The Post article also adds these observations from David A. Craig, former chief of recovery operations for FEMA who left last October and now consults for New Orleans:
Disasters should be difficult to declare. . . . But once you get them, FEMA should not worry about cutting costs. . . . Public entities are eligible for everything they have lost due to the disaster. It is not up to FEMA to cut corners or makes sure money is saved.
Craig is just one of the many experienced people who have left FEMA.

NOW President Kim Gandy takes a cynical look at the post-Katrina situation in her regular online column:
Pardon my cynicism, but has it occurred to anyone that Bush's "mismanagement" of the Katrina aftermath actually accomplished longstanding political goals while benefiting his political allies?
Gandy goes on to list the money paid to Halliburton and other major Republican-friendly corporations for disaster work and suggests the Bush administration is using Katrina-related expenses as an excuse to cut other social services programs.

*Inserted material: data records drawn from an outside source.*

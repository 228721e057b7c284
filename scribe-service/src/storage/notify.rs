//! Storage-write event delivery.

use std::time::Duration;

use tokio::sync::mpsc;
use tracing::{debug, warn};

use crate::error::{StorageError, format_error_chain_ref};
use crate::events::StorageEvent;

/// Where storage-write events are delivered
enum EventSink {
    /// In-process worker queue
    Channel(mpsc::Sender<StorageEvent>),
    /// Remote worker, receives the notification JSON
    Webhook { client: reqwest::Client, url: String },
}

/// Fans storage-write events out to every configured sink.
///
/// Delivery failures are logged and never fail the write that caused them.
#[derive(Default)]
pub struct EventPublisher {
    sinks: Vec<EventSink>,
}

impl EventPublisher {
    pub fn new() -> Self {
        Self::default()
    }

    pub fn with_channel(mut self, sender: mpsc::Sender<StorageEvent>) -> Self {
        self.sinks.push(EventSink::Channel(sender));
        self
    }

    pub fn with_webhook(mut self, url: impl Into<String>, timeout: Duration) -> Self {
        let client = reqwest::Client::builder()
            .timeout(timeout)
            .build()
            .unwrap_or_else(|e| {
                warn!(error = %e, "Failed to build webhook client with timeout, using defaults");
                reqwest::Client::new()
            });
        self.sinks.push(EventSink::Webhook {
            client,
            url: url.into(),
        });
        self
    }

    pub fn is_empty(&self) -> bool {
        self.sinks.is_empty()
    }

    pub async fn publish(&self, event: &StorageEvent) {
        for sink in &self.sinks {
            let result = match sink {
                EventSink::Channel(sender) => {
                    sender
                        .send(event.clone())
                        .await
                        .map_err(|_| StorageError::Notification {
                            target: "worker queue".to_string(),
                            message: "worker queue is closed".to_string(),
                        })
                }
                EventSink::Webhook { client, url } => {
                    deliver_webhook(client, url, event).await
                }
            };

            match result {
                Ok(()) => debug!(object = %event.object, "Storage event published"),
                Err(e) => warn!(
                    object = %event.object,
                    error = %format_error_chain_ref(&e),
                    "Storage event delivery failed"
                ),
            }
        }
    }
}

async fn deliver_webhook(
    client: &reqwest::Client,
    url: &str,
    event: &StorageEvent,
) -> Result<(), StorageError> {
    let response = client
        .post(url)
        .json(&event.to_notification())
        .send()
        .await
        .map_err(|e| StorageError::Notification {
            target: url.to_string(),
            message: e.to_string(),
        })?;

    if !response.status().is_success() {
        return Err(StorageError::Notification {
            target: url.to_string(),
            message: format!("webhook answered with status {}", response.status()),
        });
    }

    Ok(())
}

She also speculates that the slow recovery works in Republican favor, since it has kept a lot of African Americans from returning home.

As I mentioned in an earlier post, Tom Paine.com has a good wrap up called Katrina: The Continuing Storm. Tom Paine is not a latecomer to the debate -- the first article in their compilation is dated Sept. 1, 2005, and they have been regularly addressing the Katrina problems ever since.

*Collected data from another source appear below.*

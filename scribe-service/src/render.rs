//! Downloadable artifacts for extracted text.

pub mod helvetica;
pub mod layout;
pub mod pdf;

pub use pdf::render_text_pdf;

use uuid::Uuid;

/// Original upload name for a `{uuid}_{filename}` document key.
/// Keys without a uuid prefix are returned unchanged.
pub fn original_filename(document_key: &str) -> &str {
    match document_key.split_once('_') {
        Some((prefix, rest)) if !rest.is_empty() && Uuid::parse_str(prefix).is_ok() => rest,
        _ => document_key,
    }
}

/// `"{original}_extracted.txt"`
pub fn text_artifact_name(document_key: &str) -> String {
    format!("{}_extracted.txt", original_filename(document_key))
}

/// `"{original}_extracted.pdf"`
pub fn pdf_artifact_name(document_key: &str) -> String {
    format!("{}_extracted.pdf", original_filename(document_key))
}

/// `Content-Disposition` value for a download, with the name reduced to
/// printable ASCII.
pub fn attachment_disposition(filename: &str) -> String {
    let safe: String = filename
        .chars()
        .map(|c| match c {
            '"' | '\\' => '_',
            c if c.is_ascii() && !c.is_ascii_control() => c,
            _ => '_',
        })
        .collect();
    format!("attachment; filename=\"{safe}\"")
}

One piece that really caught my eye is by Lester Brown of the Earth Policy Institute. Brown reminds us that Katrina forced a major evacuation -- one we might have expected to see in another country, but not in the US:
Hurricane Katrina, which made landfall in late August 2005, forced a million people from New Orleans and the small towns on the Mississippi and Louisiana coasts to move inland either within their state or to neighboring states, such as Texas and Arkansas. Although nearly all planned to return, many have not.
And he suggests that this is an omen of future population shifts due to climate problems.

Brown's article led me to a special analysis (PDF) by the Brookings Institution, which provides an excellent overview of the current situation. The conclusion summarizes:
One year after the storm, New Orleans is showing signs of early promise. The housing market is beginning to turn. Half of the major hospitals in the city are now seeing patients and more public schools, including a spate of new charter schools, are slated for opening this fall. Business and visitor travel to the region are fast approaching pre-Katrina levels, helping to bolster the region's tax base and economy.

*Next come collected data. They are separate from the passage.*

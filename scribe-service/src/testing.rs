//! Test fixtures: a scripted OCR service and a service over temporary storage.

use std::collections::VecDeque;
use std::sync::atomic::{AtomicU32, Ordering};
use std::sync::{Arc, Mutex};

use async_trait::async_trait;
use tempfile::TempDir;
use tokio::sync::mpsc;

use crate::config::ScribeConfig;
use crate::error::{OcrError, ServiceResult};
use crate::events::StorageEvent;
use crate::ocr::{Block, DocumentSource, JobStatus, OcrService, TextDetectionPage};
use crate::records::RecordStore;
use crate::service::ScribeService;
use crate::storage::{EventPublisher, FsObjectStore, ObjectRef};

/// OCR service that replays scripted responses and records every call.
///
/// Synchronous detections pop `detect_blocks` (empty once exhausted). Job
/// status checks pop `job_pages`; once exhausted the job stays `IN_PROGRESS`.
#[derive(Default)]
pub struct ScriptedOcr {
    detect_blocks: Mutex<VecDeque<Vec<Block>>>,
    job_pages: Mutex<VecDeque<TextDetectionPage>>,
    detect_failures: AtomicU32,
    calls: Mutex<Vec<String>>,
    sources: Mutex<Vec<DocumentSource>>,
    next_tokens: Mutex<Vec<Option<String>>>,
}

impl ScriptedOcr {
    pub fn new() -> Self {
        Self::default()
    }

    pub fn with_detect_blocks(self, blocks: Vec<Block>) -> Self {
        self.detect_blocks.lock().unwrap().push_back(blocks);
        self
    }

    pub fn with_job_pages(self, pages: Vec<TextDetectionPage>) -> Self {
        self.job_pages.lock().unwrap().extend(pages);
        self
    }

    /// Fail the next `times` synchronous detections with a service error
    pub fn failing_detect(self, times: u32) -> Self {
        self.detect_failures.store(times, Ordering::SeqCst);
        self
    }

    pub fn calls(&self) -> Vec<String> {
        self.calls.lock().unwrap().clone()
    }

    pub fn sources(&self) -> Vec<DocumentSource> {
        self.sources.lock().unwrap().clone()
    }

    /// `NextToken` argument of every status check, in order
    pub fn next_tokens(&self) -> Vec<Option<String>> {
        self.next_tokens.lock().unwrap().clone()
    }

    fn record_call(&self, operation: &str) {
        self.calls.lock().unwrap().push(operation.to_string());
    }
}

#[async_trait]
impl OcrService for ScriptedOcr {
    async fn detect_document_text(&self, document: &DocumentSource) -> ServiceResult<Vec<Block>> {
        self.record_call("DetectDocumentText");
        self.sources.lock().unwrap().push(document.clone());

        let remaining = self.detect_failures.load(Ordering::SeqCst);
        if remaining > 0 {
            self.detect_failures.store(remaining - 1, Ordering::SeqCst);
            return Err(OcrError::Service {
                status: 500,
                error_type: "InternalServerError".to_string(),
                message: "scripted failure".to_string(),
            }
            .into());
        }

        Ok(self
            .detect_blocks
            .lock()
            .unwrap()
            .pop_front()
            .unwrap_or_default())
    }

    async fn start_document_text_detection(&self, _object: &ObjectRef) -> ServiceResult<String> {
        self.record_call("StartDocumentTextDetection");
        Ok("job-1".to_string())
    }

    async fn get_document_text_detection(
        &self,
        _job_id: &str,
        next_token: Option<&str>,
    ) -> ServiceResult<TextDetectionPage> {
        self.record_call("GetDocumentTextDetection");
        self.next_tokens
            .lock()
            .unwrap()
            .push(next_token.map(str::to_string));

        Ok(self
            .job_pages
            .lock()
            .unwrap()
            .pop_front()
            .unwrap_or_else(|| job_page(JobStatus::InProgress, vec![], None)))
    }
}

pub fn job_page(
    status: JobStatus,
    blocks: Vec<Block>,
    next_token: Option<&str>,
) -> TextDetectionPage {
    TextDetectionPage {
        job_status: status,
        status_message: None,
        blocks,
        next_token: next_token.map(str::to_string),
    }
}

pub struct TestHarness {
    pub service: Arc<ScribeService>,
    pub ocr: Arc<ScriptedOcr>,
    /// Events published by the object store
    pub events: mpsc::Receiver<StorageEvent>,
    _dir: TempDir,
}

pub fn harness(ocr: ScriptedOcr) -> TestHarness {
    harness_with_config(ocr, ScribeConfig::default())
}

/// Service with a filesystem object store in a temp dir, an in-memory record
/// store and the given OCR script.
pub fn harness_with_config(ocr: ScriptedOcr, mut config: ScribeConfig) -> TestHarness {
    let dir = TempDir::new().unwrap();
    config.storage.data_dir = dir.path().to_path_buf();

    let (tx, events) = mpsc::channel(16);
    let objects = Arc::new(FsObjectStore::new(
        config.storage.objects_dir(),
        EventPublisher::new().with_channel(tx),
    ));
    let records = Arc::new(RecordStore::open_in_memory(&config.records.table).unwrap());
    let ocr = Arc::new(ocr);

    let service = Arc::new(ScribeService::new(
        Arc::new(config),
        objects,
        records,
        ocr.clone(),
    ));

    TestHarness {
        service,
        ocr,
        events,
        _dir: dir,
    }
}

But the majority of the indicators are troubling. The level of basic city services and infrastructure remain thin, does not cover all neighborhoods, and has yet to strengthen overall in the past six months. Affordable, rental housing is critical for workers, and the employers who rely on them, and yet that seems increasingly out of reach. Job growth has inched upward but so has the unemployment rate, sending mixed signals about worker security.

1 comment:

Anonymous said...

It’s just politics, as usual:

Yesterday when Ernesto was heading toward South Florida, the Florida Emergency Management team went on TV/Radio and assured the people how prepared they were; that the Governor had already declared Ernesto an “emergency” and that elements of the National Guard were in place to immediately respond in the aftermath. Governor Jeb Bush (yep, the brother of the Prez) and Michael Chertoff (Secretary of Homeland Security) were there to make these assurances.

While these assurances were being made, Ernesto had just left Cuba and was in the Florida Straits…first as a “Tropical Depression” and then barely a “Tropical Storm” with weak 45-mph winds when making landfall yesterday. I will concede that Miami is about 90-miles from Cuba and nobody was sure if and how much the warm waters of the Florida Straits would reinvigorate Ernesto.

Yet, how do we rate the Head of Homeland Security at a press conference which was supposedly of interest only to Floridians -- especially, when NOT ONE national politico left Washington to re-assure the peoples of Louisiana (or Mississippi) about hurricane preparations for KATRINA. Wow, Tropical Storm vs. a Category 5/4 Hurricane. So, maybe we “rated” because Jeb is George’s brother; maybe it’s because Florida is a “Red” state; or maybe it’s because the mid-term elections for a US-Senate-slot and for Governor have a good chance of electing Democrats. Ah, yes - Just politics as usual.